(EXERCISE MATERIALS Opens)

//! # cardmill-core
//!
//! Core types, traits, and configuration for the cardmill card-generation
//! orchestrator.
//!
//! This crate provides the foundational data structures and trait seams that
//! the store, client, job, and API crates depend on.

pub mod catalog;
pub mod config;
pub mod defaults;
pub mod error;
pub mod logging;
pub mod models;
pub mod traits;

// Re-export commonly used types at crate root
pub use catalog::{AssetOption, Card, Catalog, OptionGroup, Template};
pub use config::ServiceConfig;
pub use error::{Error, ErrorKind, Result};
pub use models::{
    AssetSource, ExportSettings, FontSettings, GeneralSettings, GenerateInput,
    ImagePlacementOptions, JobPatch, JobRecord, JobStatus, JobSubmission, MergeAsset, MergeParams,
    MergeRequest, MergeSubmission, SettleOutcome, WorkItem,
};
pub use traits::{AssetStore, JobStore, MergeService, WorkQueue};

(EXERCISE MATERIALS Closes)

**YOUR ASSIGNMENT:**
Return, word for word, the lines of the data above from the line with "trait seams that" through the line with "at crate root", inclusive.

**COMPLETED EXERCISE:**
//! This crate provides the foundational data structures and trait seams that
//! the store, client, job, and API crates depend on.

pub mod catalog;
pub mod config;
pub mod defaults;
pub mod error;
pub mod logging;
pub mod models;
pub mod traits;

// Re-export commonly used types at crate root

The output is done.